YOUR ASSIGNMENT: Report all lines of the records that contain "never".

(Collected data entries)
════════
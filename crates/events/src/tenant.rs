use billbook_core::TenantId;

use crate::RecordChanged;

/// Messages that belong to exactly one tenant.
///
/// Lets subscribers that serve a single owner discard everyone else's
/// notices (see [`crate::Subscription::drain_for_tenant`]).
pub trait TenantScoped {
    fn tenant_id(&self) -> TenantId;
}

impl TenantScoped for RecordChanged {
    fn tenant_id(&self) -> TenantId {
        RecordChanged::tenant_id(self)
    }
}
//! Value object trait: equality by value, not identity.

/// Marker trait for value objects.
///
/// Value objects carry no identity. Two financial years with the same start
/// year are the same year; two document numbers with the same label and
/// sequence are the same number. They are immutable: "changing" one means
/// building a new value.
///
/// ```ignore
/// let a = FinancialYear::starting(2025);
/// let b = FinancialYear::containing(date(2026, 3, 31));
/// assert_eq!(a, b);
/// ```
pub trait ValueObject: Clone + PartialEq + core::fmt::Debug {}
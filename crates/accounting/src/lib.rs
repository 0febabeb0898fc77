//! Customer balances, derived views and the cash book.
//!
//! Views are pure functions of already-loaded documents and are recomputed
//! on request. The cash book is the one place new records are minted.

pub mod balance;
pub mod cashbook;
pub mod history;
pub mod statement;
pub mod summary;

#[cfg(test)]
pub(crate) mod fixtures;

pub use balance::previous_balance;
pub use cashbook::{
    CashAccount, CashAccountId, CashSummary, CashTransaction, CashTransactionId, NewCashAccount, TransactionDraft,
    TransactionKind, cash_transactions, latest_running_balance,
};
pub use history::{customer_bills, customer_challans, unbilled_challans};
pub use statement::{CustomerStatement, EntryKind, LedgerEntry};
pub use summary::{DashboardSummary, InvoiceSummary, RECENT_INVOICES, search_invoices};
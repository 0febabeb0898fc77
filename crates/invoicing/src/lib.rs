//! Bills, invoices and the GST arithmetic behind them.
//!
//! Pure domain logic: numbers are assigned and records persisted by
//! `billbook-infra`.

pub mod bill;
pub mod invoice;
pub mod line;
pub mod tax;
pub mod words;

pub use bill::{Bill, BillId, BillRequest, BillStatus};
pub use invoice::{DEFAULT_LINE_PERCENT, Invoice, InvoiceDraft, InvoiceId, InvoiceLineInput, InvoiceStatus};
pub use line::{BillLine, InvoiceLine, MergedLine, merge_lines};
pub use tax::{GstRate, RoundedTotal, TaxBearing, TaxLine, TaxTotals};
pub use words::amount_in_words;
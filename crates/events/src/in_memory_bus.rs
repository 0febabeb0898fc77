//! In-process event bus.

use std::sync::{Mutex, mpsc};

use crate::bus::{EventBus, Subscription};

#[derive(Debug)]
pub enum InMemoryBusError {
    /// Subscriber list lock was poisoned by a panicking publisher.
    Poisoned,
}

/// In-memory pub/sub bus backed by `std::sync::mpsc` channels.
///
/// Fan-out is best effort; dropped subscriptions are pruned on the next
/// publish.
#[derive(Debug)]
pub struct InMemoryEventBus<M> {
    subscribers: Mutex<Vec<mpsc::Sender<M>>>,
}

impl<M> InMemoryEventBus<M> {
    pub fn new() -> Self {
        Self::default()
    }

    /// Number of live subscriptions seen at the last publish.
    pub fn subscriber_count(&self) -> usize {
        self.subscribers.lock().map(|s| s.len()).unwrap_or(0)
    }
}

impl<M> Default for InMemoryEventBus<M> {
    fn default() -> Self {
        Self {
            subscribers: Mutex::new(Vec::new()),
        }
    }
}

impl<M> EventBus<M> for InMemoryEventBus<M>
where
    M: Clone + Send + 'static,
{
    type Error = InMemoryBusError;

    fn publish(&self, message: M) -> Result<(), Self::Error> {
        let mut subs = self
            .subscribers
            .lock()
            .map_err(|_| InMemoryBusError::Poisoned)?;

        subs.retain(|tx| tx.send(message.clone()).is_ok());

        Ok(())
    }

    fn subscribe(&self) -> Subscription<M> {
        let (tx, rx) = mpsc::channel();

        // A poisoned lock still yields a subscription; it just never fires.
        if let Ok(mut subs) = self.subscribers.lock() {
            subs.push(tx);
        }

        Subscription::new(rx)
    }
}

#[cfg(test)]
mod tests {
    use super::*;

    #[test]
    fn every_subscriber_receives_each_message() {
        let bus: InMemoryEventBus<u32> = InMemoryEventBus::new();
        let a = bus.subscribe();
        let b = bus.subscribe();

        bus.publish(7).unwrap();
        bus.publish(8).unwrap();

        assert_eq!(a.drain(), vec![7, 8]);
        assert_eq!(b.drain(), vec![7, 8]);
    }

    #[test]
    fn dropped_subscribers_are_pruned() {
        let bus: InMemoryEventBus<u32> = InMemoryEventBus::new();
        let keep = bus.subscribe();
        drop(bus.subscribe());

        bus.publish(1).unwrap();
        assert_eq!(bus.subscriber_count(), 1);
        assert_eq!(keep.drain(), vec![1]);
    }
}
════════
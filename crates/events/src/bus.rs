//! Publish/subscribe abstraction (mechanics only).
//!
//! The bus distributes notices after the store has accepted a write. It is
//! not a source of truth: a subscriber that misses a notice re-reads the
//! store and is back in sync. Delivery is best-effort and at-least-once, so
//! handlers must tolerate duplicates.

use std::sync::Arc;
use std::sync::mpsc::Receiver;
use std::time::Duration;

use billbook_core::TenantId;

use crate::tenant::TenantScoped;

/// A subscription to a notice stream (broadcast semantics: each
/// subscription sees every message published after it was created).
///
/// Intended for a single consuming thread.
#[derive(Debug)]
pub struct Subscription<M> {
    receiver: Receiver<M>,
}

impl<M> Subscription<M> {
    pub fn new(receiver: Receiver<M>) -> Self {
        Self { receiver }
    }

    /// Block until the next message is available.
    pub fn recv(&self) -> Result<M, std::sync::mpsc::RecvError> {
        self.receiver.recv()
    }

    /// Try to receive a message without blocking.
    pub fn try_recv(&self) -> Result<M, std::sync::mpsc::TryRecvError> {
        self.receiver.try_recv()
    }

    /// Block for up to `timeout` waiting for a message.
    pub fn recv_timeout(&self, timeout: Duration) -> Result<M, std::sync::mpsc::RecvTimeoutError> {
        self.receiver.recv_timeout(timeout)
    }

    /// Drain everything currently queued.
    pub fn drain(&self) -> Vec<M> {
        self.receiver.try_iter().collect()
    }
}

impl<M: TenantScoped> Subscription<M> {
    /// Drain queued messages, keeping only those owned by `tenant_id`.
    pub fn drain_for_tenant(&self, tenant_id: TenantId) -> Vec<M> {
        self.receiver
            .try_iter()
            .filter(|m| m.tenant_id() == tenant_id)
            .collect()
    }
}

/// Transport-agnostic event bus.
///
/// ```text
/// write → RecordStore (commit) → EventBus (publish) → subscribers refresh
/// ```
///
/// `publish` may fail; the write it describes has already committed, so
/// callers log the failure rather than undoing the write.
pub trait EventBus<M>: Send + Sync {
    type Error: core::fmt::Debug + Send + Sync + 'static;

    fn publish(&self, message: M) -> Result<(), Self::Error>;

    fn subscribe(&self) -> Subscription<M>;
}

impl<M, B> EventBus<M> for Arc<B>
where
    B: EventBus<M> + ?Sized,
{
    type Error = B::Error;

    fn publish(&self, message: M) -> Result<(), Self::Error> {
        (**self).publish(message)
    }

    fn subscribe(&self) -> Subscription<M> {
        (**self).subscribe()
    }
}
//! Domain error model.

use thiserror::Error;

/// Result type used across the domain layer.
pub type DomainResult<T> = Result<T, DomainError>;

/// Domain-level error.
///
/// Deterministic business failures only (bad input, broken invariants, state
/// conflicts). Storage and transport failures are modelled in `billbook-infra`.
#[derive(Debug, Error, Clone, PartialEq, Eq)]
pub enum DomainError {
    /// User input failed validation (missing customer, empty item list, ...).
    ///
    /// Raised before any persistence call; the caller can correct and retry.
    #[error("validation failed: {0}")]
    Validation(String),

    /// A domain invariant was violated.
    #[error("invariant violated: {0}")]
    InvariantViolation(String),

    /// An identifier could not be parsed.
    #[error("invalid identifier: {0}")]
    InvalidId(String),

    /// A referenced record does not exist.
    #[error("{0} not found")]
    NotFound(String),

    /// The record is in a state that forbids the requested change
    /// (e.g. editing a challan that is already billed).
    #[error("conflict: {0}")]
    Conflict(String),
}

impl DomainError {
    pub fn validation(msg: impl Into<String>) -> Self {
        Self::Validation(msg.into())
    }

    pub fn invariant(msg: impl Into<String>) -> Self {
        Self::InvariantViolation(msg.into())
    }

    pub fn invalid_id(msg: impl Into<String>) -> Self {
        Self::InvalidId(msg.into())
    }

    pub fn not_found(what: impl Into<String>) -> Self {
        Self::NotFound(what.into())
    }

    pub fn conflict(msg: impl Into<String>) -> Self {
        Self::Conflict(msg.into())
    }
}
════════
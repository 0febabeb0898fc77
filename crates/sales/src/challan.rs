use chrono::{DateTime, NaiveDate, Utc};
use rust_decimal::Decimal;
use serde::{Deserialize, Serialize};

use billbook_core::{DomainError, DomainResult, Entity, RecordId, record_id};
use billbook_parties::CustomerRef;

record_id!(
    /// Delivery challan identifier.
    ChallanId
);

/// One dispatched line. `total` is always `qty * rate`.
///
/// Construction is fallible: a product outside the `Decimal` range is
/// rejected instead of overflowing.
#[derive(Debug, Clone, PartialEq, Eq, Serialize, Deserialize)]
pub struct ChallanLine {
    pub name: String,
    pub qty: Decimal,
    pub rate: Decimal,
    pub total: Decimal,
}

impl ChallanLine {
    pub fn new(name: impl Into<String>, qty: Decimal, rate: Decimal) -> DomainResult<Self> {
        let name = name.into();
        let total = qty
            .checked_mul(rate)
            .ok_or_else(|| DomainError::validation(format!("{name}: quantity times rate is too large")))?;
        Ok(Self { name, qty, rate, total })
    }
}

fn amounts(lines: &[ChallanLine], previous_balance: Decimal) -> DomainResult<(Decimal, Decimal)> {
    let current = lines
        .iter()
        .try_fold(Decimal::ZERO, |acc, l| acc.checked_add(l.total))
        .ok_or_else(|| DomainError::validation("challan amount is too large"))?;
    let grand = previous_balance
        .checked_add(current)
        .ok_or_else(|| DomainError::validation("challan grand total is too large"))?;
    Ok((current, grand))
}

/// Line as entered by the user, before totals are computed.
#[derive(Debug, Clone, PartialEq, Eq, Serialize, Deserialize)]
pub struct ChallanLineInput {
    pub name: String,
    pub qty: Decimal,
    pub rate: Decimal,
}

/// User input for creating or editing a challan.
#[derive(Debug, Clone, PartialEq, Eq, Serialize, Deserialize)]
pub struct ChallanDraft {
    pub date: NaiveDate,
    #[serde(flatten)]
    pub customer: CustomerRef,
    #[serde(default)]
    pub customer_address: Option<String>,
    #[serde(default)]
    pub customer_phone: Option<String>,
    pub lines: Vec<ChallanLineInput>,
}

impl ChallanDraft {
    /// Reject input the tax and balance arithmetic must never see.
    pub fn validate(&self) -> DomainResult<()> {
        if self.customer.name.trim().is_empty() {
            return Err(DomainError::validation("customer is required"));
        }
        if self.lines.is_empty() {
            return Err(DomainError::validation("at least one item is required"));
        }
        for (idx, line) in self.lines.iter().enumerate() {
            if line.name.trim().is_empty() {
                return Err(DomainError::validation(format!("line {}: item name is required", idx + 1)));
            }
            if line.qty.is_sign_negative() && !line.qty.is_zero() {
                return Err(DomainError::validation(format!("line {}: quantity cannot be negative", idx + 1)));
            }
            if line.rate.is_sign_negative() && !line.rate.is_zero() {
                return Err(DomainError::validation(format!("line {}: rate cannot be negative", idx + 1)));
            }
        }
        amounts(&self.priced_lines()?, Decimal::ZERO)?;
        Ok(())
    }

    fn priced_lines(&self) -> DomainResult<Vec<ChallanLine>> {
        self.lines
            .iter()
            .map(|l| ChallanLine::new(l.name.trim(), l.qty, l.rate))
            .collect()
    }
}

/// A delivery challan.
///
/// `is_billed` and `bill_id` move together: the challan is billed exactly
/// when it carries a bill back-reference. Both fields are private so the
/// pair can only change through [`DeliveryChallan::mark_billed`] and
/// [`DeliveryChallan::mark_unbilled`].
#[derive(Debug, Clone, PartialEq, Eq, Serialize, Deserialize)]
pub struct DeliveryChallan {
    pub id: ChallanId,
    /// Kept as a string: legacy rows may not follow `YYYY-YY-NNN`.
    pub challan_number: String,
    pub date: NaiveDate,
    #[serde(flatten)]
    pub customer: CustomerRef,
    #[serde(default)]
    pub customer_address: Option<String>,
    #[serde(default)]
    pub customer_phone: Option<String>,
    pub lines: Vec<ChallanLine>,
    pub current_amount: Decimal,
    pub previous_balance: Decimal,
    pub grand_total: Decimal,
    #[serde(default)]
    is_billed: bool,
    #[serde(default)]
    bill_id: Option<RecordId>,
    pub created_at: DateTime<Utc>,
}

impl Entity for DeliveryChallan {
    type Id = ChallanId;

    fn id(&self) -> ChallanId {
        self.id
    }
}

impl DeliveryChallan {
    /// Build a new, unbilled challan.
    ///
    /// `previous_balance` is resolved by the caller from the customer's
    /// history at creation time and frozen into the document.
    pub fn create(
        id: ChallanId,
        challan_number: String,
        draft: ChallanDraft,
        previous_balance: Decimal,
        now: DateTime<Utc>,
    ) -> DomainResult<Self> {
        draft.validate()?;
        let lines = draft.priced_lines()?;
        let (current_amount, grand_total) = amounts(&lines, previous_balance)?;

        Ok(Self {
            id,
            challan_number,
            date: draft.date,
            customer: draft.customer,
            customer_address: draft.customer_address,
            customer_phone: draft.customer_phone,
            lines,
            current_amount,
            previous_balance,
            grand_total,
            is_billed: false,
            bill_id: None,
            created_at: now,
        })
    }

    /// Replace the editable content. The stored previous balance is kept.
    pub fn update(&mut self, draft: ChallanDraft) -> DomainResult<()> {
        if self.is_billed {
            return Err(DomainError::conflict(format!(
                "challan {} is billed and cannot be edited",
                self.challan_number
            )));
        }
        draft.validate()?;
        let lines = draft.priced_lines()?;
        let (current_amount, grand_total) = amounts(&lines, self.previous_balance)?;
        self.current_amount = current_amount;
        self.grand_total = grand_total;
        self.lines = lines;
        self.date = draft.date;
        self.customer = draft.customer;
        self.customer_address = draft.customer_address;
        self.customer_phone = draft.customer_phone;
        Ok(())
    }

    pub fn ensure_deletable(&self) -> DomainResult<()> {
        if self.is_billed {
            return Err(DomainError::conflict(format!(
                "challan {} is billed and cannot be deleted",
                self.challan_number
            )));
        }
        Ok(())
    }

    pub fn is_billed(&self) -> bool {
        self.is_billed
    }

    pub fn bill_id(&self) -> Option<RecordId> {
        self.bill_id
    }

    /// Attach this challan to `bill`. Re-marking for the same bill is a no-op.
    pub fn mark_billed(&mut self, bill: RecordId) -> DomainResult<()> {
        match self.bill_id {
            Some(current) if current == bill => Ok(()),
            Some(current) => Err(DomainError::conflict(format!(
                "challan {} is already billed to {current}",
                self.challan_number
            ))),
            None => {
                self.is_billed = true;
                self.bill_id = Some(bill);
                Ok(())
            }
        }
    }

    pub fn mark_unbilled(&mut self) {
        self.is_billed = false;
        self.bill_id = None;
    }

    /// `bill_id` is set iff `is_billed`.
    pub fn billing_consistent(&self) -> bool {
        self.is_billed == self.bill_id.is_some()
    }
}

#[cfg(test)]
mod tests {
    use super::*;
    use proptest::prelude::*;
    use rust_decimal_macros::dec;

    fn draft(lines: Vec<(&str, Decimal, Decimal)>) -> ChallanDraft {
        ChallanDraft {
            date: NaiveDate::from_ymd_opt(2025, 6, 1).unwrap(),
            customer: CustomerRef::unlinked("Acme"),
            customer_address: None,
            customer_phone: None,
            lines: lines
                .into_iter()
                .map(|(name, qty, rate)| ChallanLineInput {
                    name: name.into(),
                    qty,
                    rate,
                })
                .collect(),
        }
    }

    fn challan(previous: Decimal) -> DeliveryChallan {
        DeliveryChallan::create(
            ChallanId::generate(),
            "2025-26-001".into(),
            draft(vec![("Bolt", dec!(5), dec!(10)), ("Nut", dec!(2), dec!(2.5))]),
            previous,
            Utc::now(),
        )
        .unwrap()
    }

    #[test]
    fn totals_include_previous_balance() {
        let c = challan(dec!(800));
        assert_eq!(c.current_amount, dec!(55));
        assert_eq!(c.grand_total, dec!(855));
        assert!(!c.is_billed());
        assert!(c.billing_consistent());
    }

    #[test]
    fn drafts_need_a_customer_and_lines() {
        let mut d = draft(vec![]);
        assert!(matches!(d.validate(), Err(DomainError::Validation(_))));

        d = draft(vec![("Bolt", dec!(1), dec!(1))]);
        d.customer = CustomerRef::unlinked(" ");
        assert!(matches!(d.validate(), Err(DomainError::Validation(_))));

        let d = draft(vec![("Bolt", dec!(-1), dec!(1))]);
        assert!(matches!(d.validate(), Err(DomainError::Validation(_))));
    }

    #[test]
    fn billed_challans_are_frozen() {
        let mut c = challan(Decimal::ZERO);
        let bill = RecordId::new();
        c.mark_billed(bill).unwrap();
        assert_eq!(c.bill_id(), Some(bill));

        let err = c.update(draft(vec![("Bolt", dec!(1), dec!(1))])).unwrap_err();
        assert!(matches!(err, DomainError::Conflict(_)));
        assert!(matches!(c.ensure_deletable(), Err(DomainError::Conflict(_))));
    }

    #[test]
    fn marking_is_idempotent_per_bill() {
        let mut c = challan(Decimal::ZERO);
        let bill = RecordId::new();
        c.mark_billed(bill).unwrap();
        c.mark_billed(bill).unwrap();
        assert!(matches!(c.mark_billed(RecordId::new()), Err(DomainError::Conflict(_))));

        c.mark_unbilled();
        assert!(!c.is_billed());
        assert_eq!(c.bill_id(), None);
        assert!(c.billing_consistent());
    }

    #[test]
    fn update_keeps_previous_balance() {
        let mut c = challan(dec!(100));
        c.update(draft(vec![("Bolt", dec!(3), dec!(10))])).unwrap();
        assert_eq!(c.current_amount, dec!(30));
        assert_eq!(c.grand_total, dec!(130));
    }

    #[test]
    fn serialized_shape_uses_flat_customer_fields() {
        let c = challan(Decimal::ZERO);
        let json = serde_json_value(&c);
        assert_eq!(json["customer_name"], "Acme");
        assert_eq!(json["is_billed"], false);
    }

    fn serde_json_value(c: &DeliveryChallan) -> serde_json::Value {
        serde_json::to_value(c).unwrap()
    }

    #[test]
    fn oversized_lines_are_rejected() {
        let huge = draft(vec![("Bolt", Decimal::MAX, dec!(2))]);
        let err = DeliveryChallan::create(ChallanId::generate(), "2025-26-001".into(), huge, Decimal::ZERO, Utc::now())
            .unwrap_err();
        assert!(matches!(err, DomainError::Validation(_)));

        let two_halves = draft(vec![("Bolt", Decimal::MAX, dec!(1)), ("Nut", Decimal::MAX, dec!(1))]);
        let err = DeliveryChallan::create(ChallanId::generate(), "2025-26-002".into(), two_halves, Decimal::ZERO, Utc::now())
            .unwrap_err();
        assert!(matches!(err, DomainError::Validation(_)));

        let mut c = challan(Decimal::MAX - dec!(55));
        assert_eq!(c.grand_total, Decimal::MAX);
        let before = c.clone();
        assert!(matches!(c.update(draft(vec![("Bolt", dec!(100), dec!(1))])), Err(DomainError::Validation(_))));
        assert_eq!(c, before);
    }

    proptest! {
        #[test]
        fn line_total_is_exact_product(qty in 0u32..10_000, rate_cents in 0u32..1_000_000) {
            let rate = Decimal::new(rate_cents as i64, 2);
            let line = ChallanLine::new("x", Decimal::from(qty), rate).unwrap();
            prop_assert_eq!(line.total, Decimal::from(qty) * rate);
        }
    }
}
════════
RESULT OF THIS TASK:
        // A poisoned lock still yields a subscription; it just never fires.
    /// Reject input the tax and balance arithmetic must never see.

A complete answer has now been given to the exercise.